City general practice is now dominated by profit-seeking corporations or companies which ‘employ’ doctors (on a ‘contractual’ basis), many (if not most of them) part-time, with an ever-changing list of doctors’ names on a board somewhere.
Bulk-billing means that you will be called back to the clinic if you need a repeat prescription or results of tests or the re-issuing of a referral to a specialist, even one whom you see regularly.
Will you see the GP of your choice? That will depend on whether or not she (or less likely, he) is attending at the clinic on the day, or during that morning or that afternoon. If you attend a clinic near your workplace and another near your home, neither doctor will know what information about you the other clinic possesses. If a member of your family is seriously or chronically ill, it is likely that one of the specialists at the nearby public hospital will be co-ordinating their care; communication with general practice easily becomes sub-optimal, especially when it is to a group of GPs rather than to one named doctor.
So where does the blame lie for this betrayal of continuity of personal medical care?
First, with John Gorton’s government and the $5 gap between rebates paid to specialists for work which, until then, had often been done by GPs. This led to massive patient demand, at a cost of a mere $5, to see a specialist for anything and everything. This, with an accompanying move of GPs with special training into exclusively specialist practice, reduced the family doctor’s role to the periphery of patients’ coordinated care.
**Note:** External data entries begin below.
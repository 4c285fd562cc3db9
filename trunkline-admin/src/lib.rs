//! Trunkline Admin Control Plane
//!
//! Serves a line-delimited JSON protocol on a Unix socket. Each line is one
//! [`AdminRequest`]; each answer is one [`AdminResponse`] line. The proxy
//! plugs in through the [`ControlPlane`] trait.

use async_trait::async_trait;
use serde::{Deserialize, Serialize};
use std::path::Path;
use std::sync::Arc;
use tokio::io::{AsyncBufReadExt, AsyncWriteExt, BufReader};
use tokio::net::{UnixListener, UnixStream};
use tokio_stream::wrappers::UnixListenerStream;
use tokio_stream::StreamExt;
use tokio_util::sync::CancellationToken;
use tracing::{debug, info, warn};

use trunkline_core::{CircuitState, Result};

/// Administrative override applied to one circuit breaker.
#[derive(Debug, Clone, Copy, PartialEq, Eq, Serialize, Deserialize)]
#[serde(rename_all = "kebab-case")]
pub enum BreakerAction {
    /// Reject every call until reset.
    ForceOpen,
    /// Let every call through and record nothing.
    Disable,
    /// Let every call through but keep recording.
    MetricsOnly,
    /// Back to closed with an empty window.
    Reset,
}

impl BreakerAction {
    /// State the breaker ends up in.
    pub fn target_state(&self) -> CircuitState {
        match self {
            BreakerAction::ForceOpen => CircuitState::ForcedOpen,
            BreakerAction::Disable => CircuitState::Disabled,
            BreakerAction::MetricsOnly => CircuitState::MetricsOnly,
            BreakerAction::Reset => CircuitState::Closed,
        }
    }
}

/// One request line.
#[derive(Debug, Clone, PartialEq, Eq, Serialize, Deserialize)]
#[serde(tag = "command", rename_all = "kebab-case")]
pub enum AdminRequest {
    /// Latest trunk health report.
    Status,
    /// Re-read the configuration file and swap it in.
    Reload,
    /// State of every cached circuit breaker.
    Breakers,
    /// Override one breaker.
    Breaker {
        /// Endpoint key (`host|port|transport`).
        key: String,
        /// What to do with it.
        action: BreakerAction,
    },
}

/// One response line.
#[derive(Debug, Clone, PartialEq, Serialize, Deserialize)]
pub struct AdminResponse {
    /// Whether the command succeeded.
    pub ok: bool,
    /// Command output.
    #[serde(default, skip_serializing_if = "Option::is_none")]
    pub data: Option<serde_json::Value>,
    /// Failure description.
    #[serde(default, skip_serializing_if = "Option::is_none")]
    pub error: Option<String>,
}

impl AdminResponse {
    /// Successful response.
    pub fn ok(data: serde_json::Value) -> Self {
        Self {
            ok: true,
            data: Some(data),
            error: None,
        }
    }

    /// Failed response.
    pub fn error(message: impl Into<String>) -> Self {
        Self {
            ok: false,
            data: None,
            error: Some(message.into()),
        }
    }
}

/// What the control socket can ask of a running proxy.
#[async_trait]
pub trait ControlPlane: Send + Sync {
    /// Latest health report as JSON.
    fn status(&self) -> serde_json::Value;

    /// Reload configuration; returns a short summary.
    async fn reload(&self) -> Result<serde_json::Value>;

    /// `(endpoint key, state)` of every cached breaker.
    fn breakers(&self) -> Vec<(String, CircuitState)>;

    /// Apply an override and return the resulting state.
    fn override_breaker(&self, key: &str, action: BreakerAction) -> Result<CircuitState>;
}

/// Execute one request.
pub async fn handle(control: &dyn ControlPlane, request: AdminRequest) -> AdminResponse {
    match request {
        AdminRequest::Status => AdminResponse::ok(control.status()),
        AdminRequest::Reload => match control.reload().await {
            Ok(summary) => AdminResponse::ok(summary),
            Err(e) => AdminResponse::error(e.to_string()),
        },
        AdminRequest::Breakers => AdminResponse::ok(serde_json::Value::Object(
            control
                .breakers()
                .into_iter()
                .map(|(key, state)| (key, serde_json::Value::from(state.as_str())))
                .collect(),
        )),
        AdminRequest::Breaker { key, action } => match control.override_breaker(&key, action) {
            Ok(state) => AdminResponse::ok(serde_json::json!({ "key": key, "state": state.as_str() })),
            Err(e) => AdminResponse::error(e.to_string()),
        },
    }
}

/// Parse and execute one request line.
pub async fn handle_line(control: &dyn ControlPlane, line: &str) -> AdminResponse {
    match serde_json::from_str::<AdminRequest>(line) {
        Ok(request) => handle(control, request).await,
        Err(e) => {
            warn!(error = %e, "malformed admin request");
            AdminResponse::error(format!("parse error: {e}"))
        }
    }
}

/// Serve the control socket at `path` until `token` is cancelled.
///
/// A stale socket file left by a previous run is replaced.
pub async fn serve(
    path: impl AsRef<Path>,
    control: Arc<dyn ControlPlane>,
    token: CancellationToken,
) -> std::io::Result<()> {
    let path = path.as_ref();
    if path.exists() {
        std::fs::remove_file(path)?;
    }
    let mut incoming = UnixListenerStream::new(UnixListener::bind(path)?);
    info!(socket = %path.display(), "admin control socket listening");

    loop {
        let stream = tokio::select! {
            _ = token.cancelled() => break,
            next = incoming.next() => match next {
                Some(Ok(stream)) => stream,
                Some(Err(e)) => {
                    warn!(error = %e, "admin accept failed");
                    continue;
                }
                None => break,
            },
        };
        let control = control.clone();
        let token = token.clone();
        tokio::spawn(async move {
            if let Err(e) = serve_connection(stream, control.as_ref(), token).await {
                debug!(error = %e, "admin connection closed with error");
            }
        });
    }

    let _ = std::fs::remove_file(path);
    info!("admin control socket stopped");
    Ok(())
}

async fn serve_connection(
    stream: UnixStream,
    control: &dyn ControlPlane,
    token: CancellationToken,
) -> std::io::Result<()> {
    let (reader, mut writer) = stream.into_split();
    let mut lines = BufReader::new(reader).lines();

    loop {
        let line = tokio::select! {
            _ = token.cancelled() => break,
            line = lines.next_line() => match line? {
                Some(line) => line,
                None => break,
            },
        };
        if line.trim().is_empty() {
            continue;
        }
        debug!(request = %line, "admin request");
        let response = handle_line(control, &line).await;
        let json = serde_json::to_string(&response)?;
        writer.write_all(json.as_bytes()).await?;
        writer.write_all(b"\n").await?;
        writer.flush().await?;
    }
    Ok(())
}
Second, with Laurie Brereton and the NSW Labor government (backed by the Australian Competition and Consumer Commission), which authorised advertising by doctors. This opened the door to commercial interests, better able to afford mass advertising than the local solo GP or small GP partnership.
Third, with Neal Blewett and Federal Labor, which encouraged Geoffrey Edelsten with his bulk-billing clinics and their grand scale advertising – forcing neighbouring GPs out of business and paying them to work in his clinics. Edelsten was soon followed by other like-minded entrepreneurs.
Remarkably, the bulk-billing rebates for GP services – long portrayed by the AMA as insufficient recompense for a GP’s training, experience and skill – somehow have enough ‘fat’ in them to provide dividends to the shareholders of the corporations and companies which ‘employ’ the GPs and bulk-bill.
Fourth, and perhaps fatal to continuity of patient care, has been the feminisation of the medical workforce, especially in bulk-billing GP clinics. These practices offer married women doctors the opportunity to work part-time – certain days of the week, mornings or afternoons – whatever is convenient for baby and child care, and for accommodating the needs of primary and high school children. Often married to other (well paid) professionals (often also doctors), women doctors are not deterred by low rates of pay from the clinics. The lifestyle-friendly hours are more than adequate compensation.
As for continuity of care for the individual patient? If that is what you want, move to the country, preferably one with a good local hospital frequently attended by GPs. If you prefer to remain in the city, put the non-availability of continuity of care, alongside pollution and traffic congestion, as another of the disadvantages of city-dwelling.